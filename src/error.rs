// =============================================================================
// CoreError — the taxonomy every venue adapter, the router, and the IPC
// broker normalize their failures into before a report reaches a strategy.
// =============================================================================
//
// Anything that can be recovered locally (a dropped stream, a failed
// keepalive) is handled inside the component that owns it and never becomes
// a `CoreError`. What remains here is exactly what a strategy or operator
// needs to branch on.
// =============================================================================

use thiserror::Error;

#[derive(Debug, Error)]
pub enum CoreError {
    #[error("transport error: {0}")]
    Transport(String),

    #[error("protocol error: {0}")]
    Protocol(String),

    #[error("venue error {code}: {msg}")]
    Venue { code: i64, msg: String },

    #[error("operation unsupported for this market variant")]
    CapabilityUnsupported,

    #[error("unknown strategy: {0}")]
    UnknownStrategy(String),

    #[error("credential incomplete for venue {venue}: missing {field}")]
    CredentialIncomplete { venue: String, field: &'static str },

    #[error("duplicate client_order_id: {0}")]
    DuplicateClientOrderId(String),

    #[error("signature payload malformed: {0}")]
    SignPayloadMalformed(String),

    #[error("capacity overflow in {0}")]
    Overflow(String),

    #[error("config error: {0}")]
    Config(String),
}

impl CoreError {
    /// Stable string code carried in `OrderReport::error_code` and query
    /// facade responses, so a strategy process can match on a string rather
    /// than a Rust enum.
    pub fn code(&self) -> &'static str {
        match self {
            CoreError::Transport(_) => "TRANSPORT",
            CoreError::Protocol(_) => "PROTOCOL",
            CoreError::Venue { .. } => "VENUE",
            CoreError::CapabilityUnsupported => "CAPABILITY_UNSUPPORTED",
            CoreError::UnknownStrategy(_) => "UNKNOWN_STRATEGY",
            CoreError::CredentialIncomplete { .. } => "CREDENTIAL_INCOMPLETE",
            CoreError::DuplicateClientOrderId(_) => "DUPLICATE_CLIENT_ORDER_ID",
            CoreError::SignPayloadMalformed(_) => "SIGN_PAYLOAD_MALFORMED",
            CoreError::Overflow(_) => "OVERFLOW",
            CoreError::Config(_) => "CONFIG",
        }
    }

    pub fn is_retryable(&self) -> bool {
        matches!(self, CoreError::Transport(_))
    }
}

impl From<serde_json::Error> for CoreError {
    fn from(e: serde_json::Error) -> Self {
        CoreError::Protocol(e.to_string())
    }
}

impl From<reqwest::Error> for CoreError {
    fn from(e: reqwest::Error) -> Self {
        CoreError::Transport(e.to_string())
    }
}

impl From<std::num::ParseFloatError> for CoreError {
    fn from(e: std::num::ParseFloatError) -> Self {
        CoreError::Protocol(format!("failed to parse float: {e}"))
    }
}

/// Downcast an `anyhow::Error` bubbled up from REST/config plumbing into a
/// `CoreError`, falling back to `Protocol` for anything unrecognized. Mirrors
/// the anyhow-downcast dispatcher a sibling exchange-client crate would use
/// for its own `ApiError`.
pub fn as_core_error(err: anyhow::Error) -> CoreError {
    match err.downcast::<CoreError>() {
        Ok(core) => core,
        Err(err) => match err.downcast::<reqwest::Error>() {
            Ok(e) => CoreError::from(e),
            Err(err) => match err.downcast::<serde_json::Error>() {
                Ok(e) => CoreError::from(e),
                Err(err) => CoreError::Protocol(err.to_string()),
            },
        },
    }
}

#[cfg(test)]
mod tests {
    use super::*;

    #[test]
    fn code_matches_taxonomy_name() {
        assert_eq!(CoreError::CapabilityUnsupported.code(), "CAPABILITY_UNSUPPORTED");
        assert_eq!(
            CoreError::UnknownStrategy("ghost".into()).code(),
            "UNKNOWN_STRATEGY"
        );
    }

    #[test]
    fn only_transport_is_retryable() {
        assert!(CoreError::Transport("timeout".into()).is_retryable());
        assert!(!CoreError::Protocol("bad frame".into()).is_retryable());
        assert!(!CoreError::Venue { code: -1013, msg: "invalid price".into() }.is_retryable());
    }

    #[test]
    fn downcast_recovers_core_error() {
        let err: anyhow::Error = CoreError::UnknownStrategy("ghost".into()).into();
        let recovered = as_core_error(err);
        assert_eq!(recovered.code(), "UNKNOWN_STRATEGY");
    }

    #[test]
    fn downcast_unknown_anyhow_falls_back_to_protocol() {
        let err = anyhow::anyhow!("something unexpected");
        let recovered = as_core_error(err);
        assert_eq!(recovered.code(), "PROTOCOL");
    }
}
· · · ·
_YOUR INSTRUCTIONS_
What is needed is an exact copy of all the records above.

_RESULT BELOW_
filename src/error.rs
// =============================================================================
// CoreError — the taxonomy every venue adapter, the router, and the IPC
// broker normalize their failures into before a report reaches a strategy.
// =============================================================================
//
// Anything that can be recovered locally (a dropped stream, a failed
// keepalive) is handled inside the component that owns it and never becomes
// a `CoreError`. What remains here is exactly what a strategy or operator
// needs to branch on.
// =============================================================================

use thiserror::Error;

#[derive(Debug, Error)]
pub enum CoreError {
    #[error("transport error: {0}")]
    Transport(String),

    #[error("protocol error: {0}")]
    Protocol(String),

    #[error("venue error {code}: {msg}")]
    Venue { code: i64, msg: String },

    #[error("operation unsupported for this market variant")]
    CapabilityUnsupported,

    #[error("unknown strategy: {0}")]
    UnknownStrategy(String),

    #[error("credential incomplete for venue {venue}: missing {field}")]
    CredentialIncomplete { venue: String, field: &'static str },

    #[error("duplicate client_order_id: {0}")]
    DuplicateClientOrderId(String),

    #[error("signature payload malformed: {0}")]
    SignPayloadMalformed(String),

    #[error("capacity overflow in {0}")]
    Overflow(String),

    #[error("config error: {0}")]
    Config(String),
}

impl CoreError {
    /// Stable string code carried in `OrderReport::error_code` and query
    /// facade responses, so a strategy process can match on a string rather
    /// than a Rust enum.
    pub fn code(&self) -> &'static str {
        match self {
            CoreError::Transport(_) => "TRANSPORT",
            CoreError::Protocol(_) => "PROTOCOL",
            CoreError::Venue { .. } => "VENUE",
            CoreError::CapabilityUnsupported => "CAPABILITY_UNSUPPORTED",
            CoreError::UnknownStrategy(_) => "UNKNOWN_STRATEGY",
            CoreError::CredentialIncomplete { .. } => "CREDENTIAL_INCOMPLETE",
            CoreError::DuplicateClientOrderId(_) => "DUPLICATE_CLIENT_ORDER_ID",
            CoreError::SignPayloadMalformed(_) => "SIGN_PAYLOAD_MALFORMED",
            CoreError::Overflow(_) => "OVERFLOW",
            CoreError::Config(_) => "CONFIG",
        }
    }

    pub fn is_retryable(&self) -> bool {
        matches!(self, CoreError::Transport(_))
    }
}

impl From<serde_json::Error> for CoreError {
    fn from(e: serde_json::Error) -> Self {
        CoreError::Protocol(e.to_string())
    }
}

impl From<reqwest::Error> for CoreError {
    fn from(e: reqwest::Error) -> Self {
        CoreError::Transport(e.to_string())
    }
}

impl From<std::num::ParseFloatError> for CoreError {
    fn from(e: std::num::ParseFloatError) -> Self {
        CoreError::Protocol(format!("failed to parse float: {e}"))
    }
}

/// Downcast an `anyhow::Error` bubbled up from REST/config plumbing into a
/// `CoreError`, falling back to `Protocol` for anything unrecognized. Mirrors
/// the anyhow-downcast dispatcher a sibling exchange-client crate would use
/// for its own `ApiError`.
pub fn as_core_error(err: anyhow::Error) -> CoreError {
    match err.downcast::<CoreError>() {
        Ok(core) => core,
        Err(err) => match err.downcast::<reqwest::Error>() {
            Ok(e) => CoreError::from(e),
            Err(err) => match err.downcast::<serde_json::Error>() {
                Ok(e) => CoreError::from(e),
                Err(err) => CoreError::Protocol(err.to_string()),
            },
        },
    }
}

#[cfg(test)]
mod tests {
    use super::*;

    #[test]
    fn code_matches_taxonomy_name() {
        assert_eq!(CoreError::CapabilityUnsupported.code(), "CAPABILITY_UNSUPPORTED");
        assert_eq!(
            CoreError::UnknownStrategy("ghost".into()).code(),
            "UNKNOWN_STRATEGY"
        );
    }

    #[test]
    fn only_transport_is_retryable() {
        assert!(CoreError::Transport("timeout".into()).is_retryable());
        assert!(!CoreError::Protocol("bad frame".into()).is_retryable());
        assert!(!CoreError::Venue { code: -1013, msg: "invalid price".into() }.is_retryable());
    }

    #[test]
    fn downcast_recovers_core_error() {
        let err: anyhow::Error = CoreError::UnknownStrategy("ghost".into()).into();
        let recovered = as_core_error(err);
        assert_eq!(recovered.code(), "UNKNOWN_STRATEGY");
    }

    #[test]
    fn downcast_unknown_anyhow_falls_back_to_protocol() {
        let err = anyhow::anyhow!("something unexpected");
        let recovered = as_core_error(err);
        assert_eq!(recovered.code(), "PROTOCOL");
    }
}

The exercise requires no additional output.